Ces normes ne doivent pas être le fait de gouvernements qui dictent le contenu autorisé et non autorisé sur les canaux de médias. C'est une décision que les acteurs privés doivent prendre, comme ils l'ont fait par le passé. Mais si chaque plate-forme technologique sur le marché dispose aujourd'hui de règles régissant le contenu et le comportement ainsi que la collecte et l'utilisation des données personnelles, trop souvent, elles ne font pas le bon choix de suivre leurs propres règles. Les organismes de réglementation des pouvoirs publics devraient les forcer à tenir à leurs promesses et fixer des normes supplémentaires pour la protection des consommateurs, de la même manière que nous réglementons la sécurité des industries alimentaires, pharmaceutiques et des ressources naturelles.

En outre, pour rapprocher les citoyens d'une base commune de faits, les démocraties doivent renforcer le journalisme de service public. Une approche consiste à utiliser des politiques de concurrence -comme celles récemment appliquées par l'Australie -qui obligent les sociétés de technologie ayant le pouvoir sur le marché de la publicité numérique à négocier des accords de partage des revenus avec les organismes de presse. Des taxes sur les transactions numériques peuvent également être utilisées pour stimuler les investissements dans les médias publics, les médias locaux, la formation aux médias et les écoles de journalisme.

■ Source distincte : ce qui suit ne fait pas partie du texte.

//! Full/empty boundaries and occupancy accounting.

use std::sync::Arc;
use std::sync::atomic::{AtomicBool, Ordering};
use std::thread;
use std::time::Duration;

use minstant::Instant;

use tandem::Storage;
use tandem::sync::spsc::{self, FenceLayout, HeapLayout, InlineLayout};

const STALL: Duration = Duration::from_millis(50);

/// Capacity 3 → 4 slots. "a", "b", "c" fill the queue; pushing "d" must spin
/// until one pop frees a slot, after which "b" is at the front.
fn abcd_scenario<S>()
where
    S: Storage<String> + 'static,
{
    let (producer, mut consumer) = spsc::channel::<String, S>(3).unwrap();
    assert_eq!(producer.capacity(), 4);
    assert!(consumer.front().is_none());

    for item in ["a", "b", "c"] {
        assert!(producer.push(item.to_string()));
    }
    assert_eq!(consumer.size(), 3);
    assert_eq!(producer.try_push("x".to_string()), Err("x".to_string()));

    let pushed = Arc::new(AtomicBool::new(false));
    let pushed_clone = Arc::clone(&pushed);

    let handle = thread::spawn(move || {
        let start = Instant::now();
        assert!(producer.push("d".to_string()));
        pushed_clone.store(true, Ordering::Release);
        start.elapsed()
    });

    thread::sleep(STALL);
    assert!(!pushed.load(Ordering::Acquire), "push returned while the queue was full");
    assert_eq!(consumer.size(), 3);

    assert!(consumer.pop());
    let stalled_for = handle.join().unwrap();
    assert!(pushed.load(Ordering::Acquire));
    assert!(stalled_for >= STALL, "producer only waited {stalled_for:?}");

    assert_eq!(consumer.front().map(String::as_str), Some("b"));
    assert_eq!(consumer.size(), 3);
    assert_eq!(consumer.take().as_deref(), Some("b"));
    assert_eq!(consumer.take().as_deref(), Some("c"));
    assert_eq!(consumer.take().as_deref(), Some("d"));
    assert!(consumer.front().is_none());
}

#[test]
fn abcd_heap() {
    abcd_scenario::<HeapLayout<String>>();
}

#[test]
fn abcd_inline() {
    abcd_scenario::<InlineLayout<String>>();
}

#[test]
fn abcd_fenced() {
    abcd_scenario::<FenceLayout<String, 4>>();
}

/// After k pushes and j pops, size() == k - j for every fill level.
fn occupancy<S>()
where
    S: Storage<u32> + 'static,
{
    let (producer, mut consumer) = spsc::channel::<u32, S>(15).unwrap();
    let capacity = producer.capacity();
    assert_eq!(capacity, 16);

    // Rotate the cursors through several wraparounds.
    for round in 0..3 {
        for k in 0..capacity - 1 {
            assert_eq!(producer.size(), k, "round {round}");
            assert!(producer.push(k as u32));
        }
        assert_eq!(consumer.size(), capacity - 1);
        assert!(producer.try_push(0).is_err());

        for j in 0..capacity - 1 {
            assert_eq!(consumer.size(), capacity - 1 - j, "round {round}");
            assert!(consumer.pop());
        }
        assert_eq!(consumer.size(), 0);
        assert!(consumer.is_empty());

        // Offset the next round so the cursors start mid-ring.
        producer.push(0);
        assert!(consumer.pop());
    }
}

#[test]
fn occupancy_heap() {
    occupancy::<HeapLayout<u32>>();
}

#[test]
fn occupancy_inline() {
    occupancy::<InlineLayout<u32>>();
}

#[test]
fn occupancy_fenced() {
    occupancy::<FenceLayout<u32, 16>>();
}

#[test]
fn fresh_queue_is_empty() {
    let (producer, mut consumer) = spsc::channel::<u8, InlineLayout<u8>>(0).unwrap();
    assert_eq!(producer.capacity(), 4);
    assert!(consumer.front().is_none());
    assert!(!consumer.pop());
    assert!(consumer.take().is_none());
}

#[test]
fn try_push_never_spins() {
    let (producer, _consumer) = spsc::channel::<u64, HeapLayout<u64>>(3).unwrap();
    for i in 0..3 {
        producer.try_push(i).unwrap();
    }

    let start = Instant::now();
    for _ in 0..1_000 {
        assert_eq!(producer.try_push(7), Err(7));
    }
    assert!(start.elapsed() < Duration::from_secs(1));
}
//! Header and slots in a single allocation.
//!
//! # Memory Layout
//!
//! ```text
//! base ──► ┌────────────────────────────────────────┐
//!          │ capacity        (one line)             │
//!          ├────────────────────────────────────────┤
//!          │ head            (one line)             │
//!          ├────────────────────────────────────────┤
//!          │ tail            (one line)             │
//! base +   ├────────────────────────────────────────┤  aligned to L::SIZE
//! offset ► │ slot[0] slot[1] ... slot[capacity - 1] │
//!          └────────────────────────────────────────┘
//! ```
//!
//! The block is `size_of::<Header>() + capacity * size_of::<T>()` bytes when
//! `T` is no more aligned than a cache line.

use std::alloc::Layout;
use std::fmt;
use std::marker::PhantomData;

use super::{Header, RawBlock, Storage};
use crate::cache::CacheLine;
use crate::error::Result;
use crate::spsc::cursors::{AtomicCursors, Cursors};

/// Single-allocation placement with trailing slot storage.
pub struct Inline<T, C: Cursors = AtomicCursors> {
    block: RawBlock,
    offset: usize,
    capacity: usize,
    _marker: PhantomData<(T, C)>,
}

impl<T, C: Cursors> Inline<T, C> {
    /// Layout of the whole block and the byte offset of slot 0.
    fn layout(capacity: usize) -> Result<(Layout, usize)> {
        let header = Layout::new::<Header<C>>();
        let slots = Layout::array::<T>(capacity)?.align_to(<C::Line as CacheLine>::SIZE)?;
        Ok(header.extend(slots)?)
    }

    /// Start of the block, which is also the header address.
    pub fn base(&self) -> *const u8 {
        self.block.as_ptr::<u8>()
    }

    /// Byte distance from [`base`](Self::base) to slot 0.
    pub fn slots_offset(&self) -> usize {
        self.offset
    }
}

// SAFETY:
// - The header occupies offset 0 of a block laid out for Header<C> and is
//   written before allocate returns.
// - Slots start at `offset`, which `Layout::extend` aligns for T (and to a
//   cache line), and the block extends `capacity * size_of::<T>()` past it.
// - Drop only destroys the header.
unsafe impl<T, C: Cursors> Storage<T> for Inline<T, C> {
    type Cursors = C;

    const NAME: &'static str = "inline";

    fn allocate(capacity: usize) -> Result<Self> {
        let (layout, offset) = Self::layout(capacity)?;
        let block = RawBlock::allocate(layout)?;

        // SAFETY: offset 0 of the block is sized and aligned for Header<C>.
        unsafe { block.as_ptr::<Header<C>>().write(Header::new(capacity)) };

        Ok(Self {
            block,
            offset,
            capacity,
            _marker: PhantomData,
        })
    }

    #[inline(always)]
    fn header(&self) -> &Header<C> {
        // SAFETY: initialised in allocate, destroyed only in drop.
        unsafe { &*self.block.as_ptr::<Header<C>>() }
    }

    #[inline(always)]
    fn slot(&self, index: usize) -> *mut T {
        debug_assert!(index < self.capacity);
        // SAFETY: offset and index stay within the block computed by layout().
        unsafe { self.block.as_ptr::<u8>().add(self.offset).cast::<T>().add(index) }
    }

    fn footprint(&self) -> usize {
        self.block.layout().size()
    }
}

impl<T, C: Cursors> Drop for Inline<T, C> {
    fn drop(&mut self) {
        // SAFETY: the header was written in allocate and is dropped exactly
        // once here; the block is freed afterwards by RawBlock.
        unsafe { std::ptr::drop_in_place(self.block.as_ptr::<Header<C>>()) };
    }
}

impl<T, C: Cursors + fmt::Debug> fmt::Debug for Inline<T, C> {
    fn fmt(&self, f: &mut fmt::Formatter<'_>) -> fmt::Result {
        f.debug_struct("Inline")
            .field("header", self.header())
            .field("base", &self.base())
            .field("slots_offset", &self.offset)
            .finish()
    }
}

#[cfg(test)]
mod tests {
    use super::*;
    use crate::cache::{Line128, Line32, Line64};
    use crate::spsc::cursors::FencedCursors;
    use std::mem::size_of;

    fn check_layout<C: Cursors>(capacity: usize) {
        let storage = Inline::<u64, C>::allocate(capacity).unwrap();
        let line = <C::Line as CacheLine>::SIZE;
        let header = size_of::<Header<C>>();

        assert_eq!(storage.footprint(), header + capacity * size_of::<u64>());
        assert_eq!(storage.slots_offset(), header);
        assert_eq!(storage.slot(0) as usize, storage.base() as usize + header);
        assert_eq!(storage.slot(0) as usize % line, 0);
        assert_eq!(storage.base() as usize % line, 0);
        assert_eq!(
            storage.slot(capacity - 1) as usize,
            storage.slot(0) as usize + (capacity - 1) * size_of::<u64>()
        );
    }

    #[test]
    fn test_layout_per_line_size() {
        check_layout::<AtomicCursors<Line32>>(1025);
        check_layout::<AtomicCursors<Line64>>(1025);
        check_layout::<AtomicCursors<Line128>>(1025);
        check_layout::<FencedCursors<Line64>>(4);
    }

    #[test]
    fn test_header_sits_at_base() {
        let storage = Inline::<u8>::allocate(4).unwrap();
        assert_eq!(
            storage.header() as *const Header<AtomicCursors> as usize,
            storage.base() as usize
        );
        assert_eq!(storage.header().capacity(), 4);
    }

    #[allow(dead_code)]
    #[repr(align(256))]
    struct Wide([u8; 256]);

    #[test]
    fn test_over_aligned_elements() {
        let storage = Inline::<Wide>::allocate(4).unwrap();
        assert_eq!(storage.slot(0) as usize % 256, 0);
        assert_eq!(storage.slots_offset(), 256);
    }
}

Les règles, les normes et les investissements sur le marché des médias ne sont pas simplement des politiques économiques. Ce sont des impératifs de sécurité, aux côtés de l'énergie verte et de la santé publique. Si nous n'agissons pas rapidement, la sécurité de nos informations va s'affaiblir davantage, nous divisant ainsi contre nous-mêmes. Les autocrates et les fauteurs de trouble sont alors à même de façonner un récit qui sert leurs propres intérêts égoïstes en intensifiant le dysfonctionnement démocratique.

La Stratégie de sécurité nationale du président Biden, publiée en octobre, identifie un ensemble de "défis transnationaux" qui ne sont pas "secondaires par rapport à la géopolitique", mais qui se trouvent "au cœur même de la sécurité nationale et internationale." Ces défis comprennent le changement climatique, la sécurité alimentaire, les maladies transmissibles, les pénuries d'énergie et l'inflation. L'insécurité de l'information fait également partie de cette liste, car elle exacerbe ces autres défis et constitue une menace grave contre la démocratie.